Not wishing parking regulations to deny me a snap outside these two top Beatles draws, I head to St Peter's Church under my own steam. At the spot where Lennon's group, the Quarrymen, played their set watched by a 15-year-old McCartney – now nestling between the grave of the uncle who helped raise Lennon and legendary Liverpool manager Bob Paisley – I come across another tour. A private group, two Milanese and a Columbian, are being taken round in a taxi by a very animated and intense Scouse tour guide.

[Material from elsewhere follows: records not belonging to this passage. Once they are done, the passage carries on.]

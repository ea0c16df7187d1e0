// Copyright 2025 Promptshift Contributors
//
// This program is free software: you can redistribute it and/or modify
// it under the terms of the GNU Affero General Public License as published by
// the Free Software Foundation, either version 3 of the License, or
// (at your option) any later version.
//
// This program is distributed in the hope that it will be useful,
// but WITHOUT ANY WARRANTY; without even the implied warranty of
// MERCHANTABILITY or FITNESS FOR A PARTICULAR PURPOSE. See the
// GNU Affero General Public License for more details.
//
// You should have received a copy of the GNU Affero General Public License
// along with this program. If not, see <https://www.gnu.org/licenses/>.

//! Text generation clients used to translate prompt content.
//!
//! The adapter only needs "text in, text out"; there is no process-wide
//! default client. Callers construct one explicitly and pass it into
//! every adaptation.

use async_trait::async_trait;
use thiserror::Error;

/// Errors from text generation clients.
#[derive(Debug, Error)]
pub enum GenerationError {
    #[error("API error: {0}")]
    ApiError(String),

    #[error("Rate limit exceeded")]
    RateLimitExceeded,

    #[error("Empty response from model")]
    EmptyResponse,

    #[error("Malformed response: {0}")]
    MalformedResponse(String),

    #[error("HTTP error: {0}")]
    Http(#[from] reqwest::Error),

    #[error("JSON error: {0}")]
    Json(#[from] serde_json::Error),
}

/// Any capability that turns a text request into generated text.
#[async_trait]
pub trait TextGenerator: Send + Sync {
    /// Send a request and return the generated text.
    async fn generate(&self, request: &str) -> Result<String, GenerationError>;

    /// Model identifier, for logging.
    fn model_name(&self) -> &str;
}

/// Client for OpenAI-compatible chat completion endpoints.
pub struct OpenAiGenerator {
    api_key: String,
    model: String,
    base_url: String,
    client: reqwest::Client,
}

impl OpenAiGenerator {
    pub fn new(api_key: String, model: String) -> Self {
        Self {
            api_key,
            model,
            base_url: "https://api.openai.com/v1".to_string(),
            client: reqwest::Client::new(),
        }
    }

    /// Point at a different OpenAI-compatible endpoint (Azure, managed
    /// cloud deployments, local servers).
    pub fn with_base_url(mut self, base_url: String) -> Self {
        self.base_url = base_url;
        self
    }
}

#[async_trait]
impl TextGenerator for OpenAiGenerator {
    async fn generate(&self, request: &str) -> Result<String, GenerationError> {
        let body = serde_json::json!({
            "model": self.model,
            "messages": [
                {
                    "role": "user",
                    "content": request
                }
            ],
            "temperature": 0.0
        });

        let response = self
            .client
            .post(format!("{}/chat/completions", self.base_url))
            .header("Authorization", format!("Bearer {}", self.api_key))
            .header("Content-Type", "application/json")
            .json(&body)
            .send()
            .await?;

        if !response.status().is_success() {
            let status = response.status();
            let error_text = response.text().await?;
            if status == reqwest::StatusCode::TOO_MANY_REQUESTS {
                return Err(GenerationError::RateLimitExceeded);
            }
            return Err(GenerationError::ApiError(error_text));
        }

        let response_data: serde_json::Value = response.json().await?;

        let content = response_data["choices"][0]["message"]["content"]
            .as_str()
            .ok_or_else(|| GenerationError::MalformedResponse("missing content".to_string()))?;

        if content.trim().is_empty() {
            return Err(GenerationError::EmptyResponse);
        }

        Ok(content.to_string())
    }

    fn model_name(&self) -> &str {
        &self.model
    }
}

/// Client for the Anthropic messages endpoint.
pub struct AnthropicGenerator {
    api_key: String,
    model: String,
    base_url: String,
    client: reqwest::Client,
}

impl AnthropicGenerator {
    pub fn new(api_key: String, model: String) -> Self {
        Self {
            api_key,
            model,
            base_url: "https://api.anthropic.com/v1".to_string(),
            client: reqwest::Client::new(),
        }
    }
}

#[async_trait]
impl TextGenerator for AnthropicGenerator {
    async fn generate(&self, request: &str) -> Result<String, GenerationError> {
        let body = serde_json::json!({
            "model": self.model,
            "max_tokens": 4096,
            "messages": [
                {
                    "role": "user",
                    "content": request
                }
            ],
            "temperature": 0.0
        });

        let response = self
            .client
            .post(format!("{}/messages", self.base_url))
            .header("x-api-key", &self.api_key)
            .header("anthropic-version", "2023-06-01")
            .header("Content-Type", "application/json")
            .json(&body)
            .send()
            .await?;

        if !response.status().is_success() {
            let status = response.status();
            let error_text = response.text().await?;
            if status == reqwest::StatusCode::TOO_MANY_REQUESTS {
                return Err(GenerationError::RateLimitExceeded);
            }
            return Err(GenerationError::ApiError(error_text));
        }

        let response_data: serde_json::Value = response.json().await?;

        let content = response_data["content"][0]["text"]
            .as_str()
            .ok_or_else(|| GenerationError::MalformedResponse("missing content".to_string()))?;

        if content.trim().is_empty() {
            return Err(GenerationError::EmptyResponse);
        }

        Ok(content.to_string())
    }

    fn model_name(&self) -> &str {
        &self.model
    }
}
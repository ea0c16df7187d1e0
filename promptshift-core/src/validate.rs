// Copyright 2025 Promptshift Contributors
//
// This program is free software: you can redistribute it and/or modify
// it under the terms of the GNU Affero General Public License as published by
// the Free Software Foundation, either version 3 of the License, or
// (at your option) any later version.
//
// This program is distributed in the hope that it will be useful,
// but WITHOUT ANY WARRANTY; without even the implied warranty of
// MERCHANTABILITY or FITNESS FOR A PARTICULAR PURPOSE. See the
// GNU Affero General Public License for more details.
//
// You should have received a copy of the GNU Affero General Public License
// along with this program. If not, see <https://www.gnu.org/licenses/>.

//! Invariant checks for structured prompts.
//!
//! `validate` checks a prompt against its own declared contract.
//! `validate_adaptation` additionally checks an adapted prompt against
//! its source: the contract must be carried over unchanged and no list
//! value may change length, so downstream consumers can parse the
//! adapted output exactly as they parsed the original.

use crate::prompt::{FieldValue, OutputType, StructuredPrompt};
use thiserror::Error;

/// A violated prompt invariant.
#[derive(Debug, Error, Clone, PartialEq)]
pub enum InvariantViolation {
    #[error("prompt name is empty")]
    EmptyName,

    #[error("duplicate input key: {key}")]
    DuplicateInputKey { key: String },

    #[error("output key {key:?} is also declared as an input key")]
    OutputKeyIsInputKey { key: String },

    #[error("example {example} is missing field {field:?}")]
    MissingField { example: usize, field: String },

    #[error("example {example} has undeclared field {field:?}")]
    UnexpectedField { example: usize, field: String },

    #[error("example {example} output is {found}, expected {expected}")]
    OutputTypeMismatch {
        example: usize,
        expected: OutputType,
        found: &'static str,
    },

    #[error("prompt name changed during adaptation: {from:?} -> {to:?}")]
    NameChanged { from: String, to: String },

    #[error("input keys changed during adaptation")]
    InputKeysChanged,

    #[error("output key changed during adaptation: {from:?} -> {to:?}")]
    OutputKeyChanged { from: String, to: String },

    #[error("output type changed during adaptation: {from} -> {to}")]
    OutputTypeChanged { from: OutputType, to: OutputType },

    #[error("example count changed during adaptation: {from} -> {to}")]
    ExampleCountChanged { from: usize, to: usize },

    #[error("example {example} field {field:?} changed shape: {from} -> {to}")]
    FieldShapeChanged {
        example: usize,
        field: String,
        from: &'static str,
        to: &'static str,
    },

    #[error("example {example} field {field:?} list length changed: {from} -> {to}")]
    ListLengthChanged {
        example: usize,
        field: String,
        from: usize,
        to: usize,
    },
}

/// Check a prompt against its own declared contract: no duplicate or
/// overlapping keys, and every example carrying exactly
/// `input_keys ∪ {output_key}` with a conforming output value.
pub fn validate(prompt: &StructuredPrompt) -> Result<(), InvariantViolation> {
    if prompt.name.trim().is_empty() {
        return Err(InvariantViolation::EmptyName);
    }

    for (i, key) in prompt.input_keys.iter().enumerate() {
        if prompt.input_keys[..i].contains(key) {
            return Err(InvariantViolation::DuplicateInputKey { key: key.clone() });
        }
    }
    if prompt.input_keys.contains(&prompt.output_key) {
        return Err(InvariantViolation::OutputKeyIsInputKey {
            key: prompt.output_key.clone(),
        });
    }

    let expected = prompt.expected_fields();
    for (i, example) in prompt.examples.iter().enumerate() {
        for field in &expected {
            if example.get(field).is_none() {
                return Err(InvariantViolation::MissingField {
                    example: i,
                    field: (*field).to_string(),
                });
            }
        }
        for name in example.field_names() {
            if !expected.contains(&name) {
                return Err(InvariantViolation::UnexpectedField {
                    example: i,
                    field: name.to_string(),
                });
            }
        }

        // expected fields are all present at this point
        if let Some(output) = example.get(&prompt.output_key) {
            if !prompt.output_type.accepts(output) {
                return Err(InvariantViolation::OutputTypeMismatch {
                    example: i,
                    expected: prompt.output_type,
                    found: output.kind(),
                });
            }
        }
    }

    Ok(())
}

/// Check an adapted prompt against its source. The adapted prompt must
/// itself be valid, carry the identical contract, and keep every list
/// value at its source length.
pub fn validate_adaptation(
    source: &StructuredPrompt,
    adapted: &StructuredPrompt,
) -> Result<(), InvariantViolation> {
    validate(adapted)?;

    if adapted.name != source.name {
        return Err(InvariantViolation::NameChanged {
            from: source.name.clone(),
            to: adapted.name.clone(),
        });
    }
    if adapted.input_keys != source.input_keys {
        return Err(InvariantViolation::InputKeysChanged);
    }
    if adapted.output_key != source.output_key {
        return Err(InvariantViolation::OutputKeyChanged {
            from: source.output_key.clone(),
            to: adapted.output_key.clone(),
        });
    }
    if adapted.output_type != source.output_type {
        return Err(InvariantViolation::OutputTypeChanged {
            from: source.output_type,
            to: adapted.output_type,
        });
    }
    if adapted.examples.len() != source.examples.len() {
        return Err(InvariantViolation::ExampleCountChanged {
            from: source.examples.len(),
            to: adapted.examples.len(),
        });
    }

    for (i, (src, new)) in source.examples.iter().zip(&adapted.examples).enumerate() {
        for (field, src_value) in &src.fields {
            // field-set equality was already established by validate()
            let Some(new_value) = new.get(field) else {
                continue;
            };
            match (src_value, new_value) {
                (FieldValue::List(a), FieldValue::List(b)) => {
                    if a.len() != b.len() {
                        return Err(InvariantViolation::ListLengthChanged {
                            example: i,
                            field: field.clone(),
                            from: a.len(),
                            to: b.len(),
                        });
                    }
                }
                (a, b) if a.kind() == b.kind() => {}
                (a, b) => {
                    return Err(InvariantViolation::FieldShapeChanged {
                        example: i,
                        field: field.clone(),
                        from: a.kind(),
                        to: b.kind(),
                    });
                }
            }
        }
    }

    Ok(())
}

'You not doing a tour then, mate?' he asks me. 'Tomorrow,' I say. 'The Magical Mystery Tour.'
'Not good?' I ask.
'They're ok, but a bit basic. They don't even take you inside the pub that was on the front of Ringo's [uncelebrated, 70s solo album] Sentimental Journey. Can you believe that?!'
He then leads his group, who I'm unsure have more than a rudimentary grasp of English, back to the taxi reeling off facts about Quarrymen ex-members, and I watch as the three imploring faces look out of the window as the cab makes it way to some other obscure location.

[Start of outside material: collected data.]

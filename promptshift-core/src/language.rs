// Copyright 2025 Promptshift Contributors
//
// This program is free software: you can redistribute it and/or modify
// it under the terms of the GNU Affero General Public License as published by
// the Free Software Foundation, either version 3 of the License, or
// (at your option) any later version.
//
// This program is distributed in the hope that it will be useful,
// but WITHOUT ANY WARRANTY; without even the implied warranty of
// MERCHANTABILITY or FITNESS FOR A PARTICULAR PURPOSE. See the
// GNU Affero General Public License for more details.
//
// You should have received a copy of the GNU Affero General Public License
// along with this program. If not, see <https://www.gnu.org/licenses/>.

//! Target language tags for prompt adaptation.
//!
//! Tags are an open set: any non-empty name a translator understands
//! ("hindi", "es", "brazilian portuguese") is accepted. Tags are
//! normalized to trimmed lowercase so that cache keys and equality
//! checks are insensitive to how the caller spelled them.

use serde::{Deserialize, Serialize};
use std::fmt;
use std::str::FromStr;
use thiserror::Error;

/// Identifier for the human language a prompt is (or should be)
/// expressed in.
#[derive(Debug, Clone, PartialEq, Eq, Hash, Serialize, Deserialize)]
#[serde(transparent)]
pub struct LanguageTag(String);

#[derive(Debug, Error, PartialEq, Eq)]
pub enum LanguageTagError {
    #[error("language tag is empty")]
    Empty,
}

impl LanguageTag {
    /// Create a tag, normalizing to trimmed lowercase.
    pub fn new(tag: impl AsRef<str>) -> Result<Self, LanguageTagError> {
        let normalized = tag.as_ref().trim().to_lowercase();
        if normalized.is_empty() {
            return Err(LanguageTagError::Empty);
        }
        Ok(Self(normalized))
    }

    /// Default language of hand-authored prompts.
    pub fn english() -> Self {
        Self("english".to_string())
    }

    pub fn as_str(&self) -> &str {
        &self.0
    }
}

impl Default for LanguageTag {
    fn default() -> Self {
        Self::english()
    }
}

impl fmt::Display for LanguageTag {
    fn fmt(&self, f: &mut fmt::Formatter<'_>) -> fmt::Result {
        f.write_str(&self.0)
    }
}

impl FromStr for LanguageTag {
    type Err = LanguageTagError;

    fn from_str(s: &str) -> Result<Self, Self::Err> {
        Self::new(s)
    }
}

#[cfg(test)]
mod tests {
    use super::*;

    #[test]
    fn test_normalization() {
        let tag = LanguageTag::new("  Hindi ").unwrap();
        assert_eq!(tag.as_str(), "hindi");
        assert_eq!(tag, LanguageTag::new("HINDI").unwrap());
    }

    #[test]
    fn test_empty_rejected() {
        assert_eq!(LanguageTag::new(""), Err(LanguageTagError::Empty));
        assert_eq!(LanguageTag::new("   "), Err(LanguageTagError::Empty));
    }

    #[test]
    fn test_default_is_english() {
        assert_eq!(LanguageTag::default(), LanguageTag::english());
    }

    #[test]
    fn test_serde_transparent() {
        let tag = LanguageTag::new("hindi").unwrap();
        let json = serde_json::to_string(&tag).unwrap();
        assert_eq!(json, "\"hindi\"");
        let back: LanguageTag = serde_json::from_str(&json).unwrap();
        assert_eq!(back, tag);
    }
}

At Mendips, I am just having my photo taken when a car hares up on the side of the pavement and parks quite illegally and indecorously on the grass in front of the house. An impatient father jumps out and pulls his son onto the wall and takes a picture, and then gets back in, yelling to get a move on, because they have another five stops to go. Well, it's one way to do the tour, I guess. Any hopes of actually getting inside Lennon's home, where he was raised by his uncle and the formidable Aunt Mimi are long abandoned, as it's a National Trust property with a waiting list stretching into the months.
Both Lennon and McCartney grew up in Liverpool's pleasant leafy southern suburbs. Visiting today, it's not so hard to imagine their lives in Woolton and Allerton respectively; the area feels relatively unchanged.

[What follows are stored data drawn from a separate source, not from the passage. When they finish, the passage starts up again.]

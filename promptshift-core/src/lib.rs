// Copyright 2025 Promptshift Contributors
//
// This program is free software: you can redistribute it and/or modify
// it under the terms of the GNU Affero General Public License as published by
// the Free Software Foundation, either version 3 of the License, or
// (at your option) any later version.
//
// This program is distributed in the hope that it will be useful,
// but WITHOUT ANY WARRANTY; without even the implied warranty of
// MERCHANTABILITY or FITNESS FOR A PARTICULAR PURPOSE. See the
// GNU Affero General Public License for more details.
//
// You should have received a copy of the GNU Affero General Public License
// along with this program. If not, see <https://www.gnu.org/licenses/>.

//! # Promptshift Core
//!
//! Data model for structured prompt templates: an instruction, few-shot
//! examples, and a declared input/output field contract, plus the
//! invariant checks that keep an adapted prompt interchangeable with its
//! source.

pub mod language;
pub mod prompt;
pub mod validate;

pub use language::{LanguageTag, LanguageTagError};
pub use prompt::{Example, FieldValue, OutputType, StructuredPrompt};
pub use validate::{validate, validate_adaptation, InvariantViolation};
// Copyright 2025 Promptshift Contributors
//
// This program is free software: you can redistribute it and/or modify
// it under the terms of the GNU Affero General Public License as published by
// the Free Software Foundation, either version 3 of the License, or
// (at your option) any later version.
//
// This program is distributed in the hope that it will be useful,
// but WITHOUT ANY WARRANTY; without even the implied warranty of
// MERCHANTABILITY or FITNESS FOR A PARTICULAR PURPOSE. See the
// GNU Affero General Public License for more details.
//
// You should have received a copy of the GNU Affero General Public License
// along with this program. If not, see <https://www.gnu.org/licenses/>.

//! Promptshift CLI
//!
//! Adapt structured prompt files to other languages and inspect the
//! adaptation cache.

use anyhow::{bail, Context, Result};
use clap::{Parser, Subcommand, ValueEnum};
use promptshift_adapter::{
    AdapterConfig, AnthropicGenerator, CacheFailurePolicy, CacheStore, FileCache, OpenAiGenerator,
    PromptAdapter, TextGenerator,
};
use promptshift_core::{validate, LanguageTag, StructuredPrompt};
use std::path::{Path, PathBuf};
use tracing::Level;

#[derive(Parser)]
#[command(name = "promptshift")]
#[command(about = "Adapt structured prompts to other languages", long_about = None)]
struct Cli {
    /// Cache directory (defaults to $PROMPTSHIFT_CACHE_HOME or
    /// ~/.cache/promptshift)
    #[arg(long)]
    cache_dir: Option<PathBuf>,

    /// Verbose mode
    #[arg(short, long)]
    verbose: bool,

    /// Output as JSON (machine-readable)
    #[arg(long)]
    json: bool,

    #[command(subcommand)]
    command: Commands,
}

#[derive(Clone, Copy, Debug, ValueEnum)]
enum Provider {
    Openai,
    Anthropic,
}

#[derive(Subcommand)]
enum Commands {
    /// Adapt a prompt file to a target language
    Adapt {
        /// Path to the prompt JSON file
        prompt: PathBuf,

        /// Target language tag (e.g. "hindi", "spanish")
        #[arg(long)]
        language: String,

        /// Text generation provider
        #[arg(long, value_enum, default_value = "openai")]
        provider: Provider,

        /// Model name
        #[arg(long, default_value = "gpt-4o-mini")]
        model: String,

        /// Keep going when the cache is unavailable (translate-only
        /// mode, nothing persisted)
        #[arg(long)]
        degrade_on_cache_failure: bool,

        /// Bound on concurrent translation calls
        #[arg(long, default_value = "8")]
        max_concurrent: usize,
    },

    /// Print a cached adaptation
    Show {
        /// Prompt name
        name: String,

        /// Language tag
        #[arg(long)]
        language: String,
    },

    /// Drop a cached adaptation
    Invalidate {
        /// Prompt name
        name: String,

        /// Language tag
        #[arg(long)]
        language: String,
    },

    /// Render a prompt file to the text a model would receive
    Render {
        /// Path to the prompt JSON file
        prompt: PathBuf,
    },

    /// Check a prompt file against its declared contract
    Validate {
        /// Path to the prompt JSON file
        prompt: PathBuf,
    },
}

fn load_prompt(path: &Path) -> Result<StructuredPrompt> {
    let bytes = std::fs::read(path)
        .with_context(|| format!("failed to read prompt file {}", path.display()))?;
    serde_json::from_slice(&bytes)
        .with_context(|| format!("{} is not a valid structured prompt", path.display()))
}

fn open_cache(dir: Option<PathBuf>) -> Result<FileCache> {
    let dir = match dir {
        Some(dir) => dir,
        None => FileCache::default_dir()
            .context("cannot resolve a cache directory; pass --cache-dir")?,
    };
    Ok(FileCache::new(dir))
}

fn build_generator(provider: Provider, model: String) -> Result<Box<dyn TextGenerator>> {
    match provider {
        Provider::Openai => {
            let api_key =
                std::env::var("OPENAI_API_KEY").context("OPENAI_API_KEY is not set")?;
            Ok(Box::new(OpenAiGenerator::new(api_key, model)))
        }
        Provider::Anthropic => {
            let api_key =
                std::env::var("ANTHROPIC_API_KEY").context("ANTHROPIC_API_KEY is not set")?;
            Ok(Box::new(AnthropicGenerator::new(api_key, model)))
        }
    }
}

fn print_prompt(prompt: &StructuredPrompt, as_json: bool) -> Result<()> {
    if as_json {
        println!("{}", serde_json::to_string_pretty(prompt)?);
    } else {
        println!("name:        {}", prompt.name);
        println!("language:    {}", prompt.language);
        println!("input keys:  {}", prompt.input_keys.join(", "));
        println!("output key:  {}", prompt.output_key);
        println!("output type: {}", prompt.output_type.as_str());
        println!("examples:    {}", prompt.examples.len());
        println!();
        println!("{}", prompt.render());
    }
    Ok(())
}

#[tokio::main]
async fn main() -> Result<()> {
    let cli = Cli::parse();

    // Setup logging
    let level = if cli.verbose {
        Level::DEBUG
    } else {
        Level::INFO
    };
    tracing_subscriber::fmt().with_max_level(level).init();

    match cli.command {
        Commands::Adapt {
            prompt,
            language,
            provider,
            model,
            degrade_on_cache_failure,
            max_concurrent,
        } => {
            let prompt = load_prompt(&prompt)?;
            let target: LanguageTag = language.parse()?;
            let generator = build_generator(provider, model)?;
            let cache = open_cache(cli.cache_dir)?;

            let adapter = PromptAdapter::with_config(AdapterConfig {
                max_concurrent,
                on_cache_failure: if degrade_on_cache_failure {
                    CacheFailurePolicy::Degrade
                } else {
                    CacheFailurePolicy::Fail
                },
            });

            let adapted = adapter
                .adapt(&prompt, &target, generator.as_ref(), &cache)
                .await?;
            print_prompt(&adapted, cli.json)?;
        }

        Commands::Show { name, language } => {
            let target: LanguageTag = language.parse()?;
            let cache = open_cache(cli.cache_dir)?;
            match cache.get(&name, &target).await? {
                Some(prompt) => print_prompt(&prompt, cli.json)?,
                None => bail!("no cached adaptation of {name:?} into {target}"),
            }
        }

        Commands::Invalidate { name, language } => {
            let target: LanguageTag = language.parse()?;
            let cache = open_cache(cli.cache_dir)?;
            cache.invalidate(&name, &target).await?;
            if !cli.json {
                println!("dropped cached adaptation of {name:?} into {target}");
            }
        }

        Commands::Render { prompt } => {
            let prompt = load_prompt(&prompt)?;
            println!("{}", prompt.render());
        }

        Commands::Validate { prompt } => {
            let path = prompt;
            let prompt = load_prompt(&path)?;
            validate(&prompt)
                .with_context(|| format!("{} violates its contract", path.display()))?;
            if cli.json {
                println!("{}", serde_json::json!({"valid": true}));
            } else {
                println!("{} is valid", path.display());
            }
        }
    }

    Ok(())
}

This evening, Paul McCartney is coming home, playing the Liverpool Echo Arena, and there are posters and a buzz all around town. When I arrive at the Magical Mystery Tour departure point the next morning, it becomes clear that many of my fellow tour party were in attendance. A couple of Italians who tell me how incredible Sir Paul was.
'Don't you think his voice has gone a bit?' I ask, having witnessed the McCartney horror show at the 2012 Olympics. 'Oh, we were singing too loudly to hear what he sounded like,' they tell me. And I suppose this is the point. It doesn't matter what McCartney does now; it's what he represents.
We're welcomed onto the coach by the chipper tour guide ('Where are you from, love? New Zealand? And you? Finland? We haven't had many Fins. Manchester? You've come down here for the culture have you?'), and we're off. First stop: Ringo's home.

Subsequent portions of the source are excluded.